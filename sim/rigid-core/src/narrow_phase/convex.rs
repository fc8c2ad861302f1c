//! Convex hulls against planes and other hulls.

use rigid_shapes::{ConvexPolyhedron, Plane};

use super::{PairContext, Posed};

/// Clip distances for the manifold: generous enough to keep every clipped
/// point of a resting contact.
const CLIP_MIN: f64 = -100.0;
const CLIP_MAX: f64 = 100.0;

/// One contact per hull vertex at or behind the plane.
pub(crate) fn plane_convex(
    c: &mut PairContext<'_>,
    plane: &Posed<'_>,
    b: &Posed<'_>,
    hull: &ConvexPolyhedron,
) -> bool {
    let n = Plane::world_normal(&plane.quaternion);
    let mut hit = false;
    for v in hull.vertices() {
        let world = b.position + b.quaternion * v;
        let depth = n.dot(&(world - plane.position));
        if depth > 0.0 {
            continue;
        }
        if c.test_only {
            return true;
        }
        hit = true;
        c.contact(plane, b, &n, &(world - n * depth), &world);
    }
    hit
}

/// Separating axis test, then clip B's incident face against A.
pub(crate) fn convex_convex(
    c: &mut PairContext<'_>,
    a: &Posed<'_>,
    hull_a: &ConvexPolyhedron,
    b: &Posed<'_>,
    hull_b: &ConvexPolyhedron,
) -> bool {
    let Some(axis) =
        hull_a.find_separating_axis(hull_b, &a.position, &a.quaternion, &b.position, &b.quaternion)
    else {
        return false;
    };

    let mut points = std::mem::take(c.clip);
    points.clear();
    hull_a.clip_against_hull(
        &a.position,
        &a.quaternion,
        hull_b,
        &b.position,
        &b.quaternion,
        &axis,
        CLIP_MIN,
        CLIP_MAX,
        &mut points,
    );

    let hit = !points.is_empty();
    if !c.test_only {
        let ni = -axis;
        for p in &points {
            c.contact(a, b, &ni, &(p.point - p.normal * p.depth), &p.point);
        }
    }
    *c.clip = points;
    hit
}

#[cfg(test)]
#[allow(clippy::unwrap_used, clippy::expect_used, clippy::float_cmp)]
mod tests {
    use super::super::tests::{body, contact, world_points, Harness};
    use crate::body::Body;
    use approx::assert_relative_eq;
    use rigid_shapes::Shape;
    use rigid_types::math::{Quat, Vec3};

    fn cube(position: Vec3) -> Body {
        body(Shape::cuboid(Vec3::repeat(0.5)).unwrap(), position)
    }

    #[test]
    fn test_box_resting_on_plane() {
        let bodies = vec![
            Body::fixed().with_shape(Shape::plane()),
            cube(Vec3::new(0.0, 0.0, 0.45)),
        ];
        let np = Harness::default().run(&bodies);
        assert_eq!(np.contacts().len(), 4);
        for k in 0..4 {
            let (_, _, ni) = contact(&np, k);
            assert_relative_eq!(ni, Vec3::z());
            let (pa, pb) = world_points(&np, &bodies, k);
            assert_relative_eq!(pa.z, 0.0, epsilon = 1e-12);
            assert_relative_eq!(pb.z, -0.05, epsilon = 1e-12);
        }
    }

    #[test]
    fn test_tilted_box_touches_with_one_corner() {
        let q = Quat::from_euler_angles(0.3, 0.4, 0.0);
        let tilted = cube(Vec3::new(0.0, 0.0, 0.6)).with_quaternion(q);
        let lowest = tilted
            .shapes()
            .first()
            .and_then(|s| s.shape.as_convex())
            .unwrap()
            .vertices()
            .iter()
            .map(|v| (q * v).z + 0.6)
            .fold(f64::MAX, f64::min);
        assert!(lowest < 0.0);
        let bodies = vec![Body::fixed().with_shape(Shape::plane()), tilted];
        let np = Harness::default().run(&bodies);
        assert!(!np.contacts().is_empty());
        assert!(np.contacts().len() < 4);
    }

    #[test]
    fn test_stacked_boxes_make_face_manifold() {
        let top = body(Shape::cuboid(Vec3::repeat(0.4)).unwrap(), Vec3::new(0.0, 0.0, 0.85));
        let bodies = vec![cube(Vec3::zeros()), top];
        let np = Harness::default().run(&bodies);
        assert_eq!(np.contacts().len(), 4);
        for k in 0..4 {
            let (_, _, ni) = contact(&np, k);
            assert_relative_eq!(ni, Vec3::z(), epsilon = 1e-9);
            let (pa, pb) = world_points(&np, &bodies, k);
            // Points sit on A's top face and B's bottom face.
            assert_relative_eq!(pa.z, 0.5, epsilon = 1e-9);
            assert_relative_eq!(pb.z, 0.45, epsilon = 1e-9);
        }
    }

    #[test]
    fn test_separated_boxes() {
        let bodies = vec![cube(Vec3::zeros()), cube(Vec3::new(0.0, 0.0, 1.05))];
        assert!(Harness::default().run(&bodies).contacts().is_empty());
    }

    #[test]
    fn test_touching_boxes_make_no_contact() {
        let bodies = vec![cube(Vec3::zeros()), cube(Vec3::new(0.0, 0.0, 1.0))];
        assert!(Harness::default().run(&bodies).contacts().is_empty());
    }

    #[test]
    fn test_cylinder_standing_on_box() {
        let cylinder = body(Shape::cylinder(0.4, 0.4, 1.0, 12).unwrap(), Vec3::new(0.0, 0.0, 0.95));
        let bodies = vec![cube(Vec3::zeros()), cylinder];
        let np = Harness::default().run(&bodies);
        assert!(np.contacts().len() >= 3);
        for k in 0..np.contacts().len() {
            let (_, _, ni) = contact(&np, k);
            assert_relative_eq!(ni, Vec3::z(), epsilon = 1e-9);
        }
    }
}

+---+

■ **Prompt**
Could you write out only the lines of the listing above from the one that contains "bodies = vec![Body::fixed().with_shape(Shape::plane()), tilted];" through its final line, exactly and inclusive?

■ **Output below**
        let bodies = vec![Body::fixed().with_shape(Shape::plane()), tilted];
        let np = Harness::default().run(&bodies);
        assert!(!np.contacts().is_empty());
        assert!(np.contacts().len() < 4);
    }

    #[test]
    fn test_stacked_boxes_make_face_manifold() {
        let top = body(Shape::cuboid(Vec3::repeat(0.4)).unwrap(), Vec3::new(0.0, 0.0, 0.85));
        let bodies = vec![cube(Vec3::zeros()), top];
        let np = Harness::default().run(&bodies);
        assert_eq!(np.contacts().len(), 4);
        for k in 0..4 {
            let (_, _, ni) = contact(&np, k);
            assert_relative_eq!(ni, Vec3::z(), epsilon = 1e-9);
            let (pa, pb) = world_points(&np, &bodies, k);
            // Points sit on A's top face and B's bottom face.
            assert_relative_eq!(pa.z, 0.5, epsilon = 1e-9);
            assert_relative_eq!(pb.z, 0.45, epsilon = 1e-9);
        }
    }

    #[test]
    fn test_separated_boxes() {
        let bodies = vec![cube(Vec3::zeros()), cube(Vec3::new(0.0, 0.0, 1.05))];
        assert!(Harness::default().run(&bodies).contacts().is_empty());
    }

    #[test]
    fn test_touching_boxes_make_no_contact() {
        let bodies = vec![cube(Vec3::zeros()), cube(Vec3::new(0.0, 0.0, 1.0))];
        assert!(Harness::default().run(&bodies).contacts().is_empty());
    }

    #[test]
    fn test_cylinder_standing_on_box() {
        let cylinder = body(Shape::cylinder(0.4, 0.4, 1.0, 12).unwrap(), Vec3::new(0.0, 0.0, 0.95));
        let bodies = vec![cube(Vec3::zeros()), cylinder];
        let np = Harness::default().run(&bodies);
        assert!(np.contacts().len() >= 3);
        for k in 0..np.contacts().len() {
            let (_, _, ni) = contact(&np, k);
            assert_relative_eq!(ni, Vec3::z(), epsilon = 1e-9);
        }
    }
}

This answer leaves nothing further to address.